REQUIREMENT
Whenever a line contains the string "FakeAuth", copy it out of the entries.

Collected data
/// Hand-written fakes of the backend ports
///
/// They share one `FakeSession` so logging in through `FakeAuth` unlocks
/// `FakeBackend` searches, like the real backend's session cookie.
use async_trait::async_trait;
use onion_lib::modules::auth::{AuthGateway, AuthReply, Credentials, SessionGateway};
use onion_lib::modules::search::{SearchBackend, SearchEndpoint};
use onion_lib::shared::{AppError, AppResult};
use serde_json::Value;
use std::collections::HashMap;
use std::sync::atomic::{AtomicBool, AtomicUsize, Ordering};
use std::sync::{Arc, Mutex};
use std::time::Duration;

#[derive(Default)]
pub struct FakeSession {
    logged_in: AtomicBool,
    checks: AtomicUsize,
}

impl FakeSession {
    pub fn logged_in() -> Arc<Self> {
        let session = Self::default();
        session.logged_in.store(true, Ordering::SeqCst);
        Arc::new(session)
    }

    pub fn logged_out() -> Arc<Self> {
        Arc::new(Self::default())
    }

    pub fn checks(&self) -> usize {
        self.checks.load(Ordering::SeqCst)
    }
}

#[async_trait]
impl SessionGateway for FakeSession {
    async fn is_authenticated(&self) -> AppResult<bool> {
        self.checks.fetch_add(1, Ordering::SeqCst);
        Ok(self.logged_in.load(Ordering::SeqCst))
    }
}

/// Accepts exactly one account
pub struct FakeAuth {
    session: Arc<FakeSession>,
    email: String,
    password: String,
}

impl FakeAuth {
    pub fn new(session: Arc<FakeSession>, email: &str, password: &str) -> Self {
        Self {
            session,
            email: email.to_string(),
            password: password.to_string(),
        }
    }
}

#[async_trait]
impl AuthGateway for FakeAuth {
    async fn login(&self, credentials: &Credentials) -> AppResult<AuthReply> {
        let accepted = credentials.email == self.email && credentials.password() == self.password;
        self.session.logged_in.store(accepted, Ordering::SeqCst);
        Ok(AuthReply {
            success: accepted,
            message: if accepted {
                "Welcome back".into()
            } else {
                "Invalid email or password".into()
            },
        })
    }

    async fn register(&self, _credentials: &Credentials) -> AppResult<AuthReply> {
        Ok(AuthReply {
            success: false,
            message: "User already exists".into(),
        })
    }

    async fn logout(&self) -> AppResult<()> {
        self.session.logged_in.store(false, Ordering::SeqCst);
        Ok(())
    }

    async fn user_email(&self) -> AppResult<Option<String>> {
        if self.session.logged_in.load(Ordering::SeqCst) {
            Ok(Some(self.email.clone()))
        } else {
            Err(AppError::Unauthorized("not logged in".into()))
        }
    }
}

/// Canned replies keyed by query, with optional per-query delay
#[derive(Default)]
pub struct FakeBackend {
    replies: HashMap<String, Value>,
    delays: HashMap<String, Duration>,
    calls: Mutex<Vec<(SearchEndpoint, String)>>,
}

impl FakeBackend {
    pub fn new() -> Self {
        Self::default()
    }

    pub fn reply(mut self, query: &str, body: Value) -> Self {
        self.replies.insert(query.to_string(), body);
        self
    }

    pub fn delay(mut self, query: &str, delay: Duration) -> Self {
        self.delays.insert(query.to_string(), delay);
        self
    }

    pub fn calls(&self) -> Vec<(SearchEndpoint, String)> {
        self.calls.lock().unwrap().clone()
    }
}

#[async_trait]
impl SearchBackend for FakeBackend {
    async fn search(&self, endpoint: SearchEndpoint, query: &str) -> AppResult<Value> {
        self.calls.lock().unwrap().push((endpoint, query.to_string()));

        if let Some(delay) = self.delays.get(query) {
            tokio::time::sleep(*delay).await;
        }

        self.replies
            .get(query)
            .cloned()
            .ok_or_else(|| AppError::NetworkError("connection refused".into()))
    }
}
pub mod ports;
pub mod service;

pub use ports::{AuthGateway, AuthReply, SessionGateway};
pub use service::AuthService;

EXERCISE RESPONSE
/// They share one `FakeSession` so logging in through `FakeAuth` unlocks
pub struct FakeAuth {
impl FakeAuth {
impl AuthGateway for FakeAuth {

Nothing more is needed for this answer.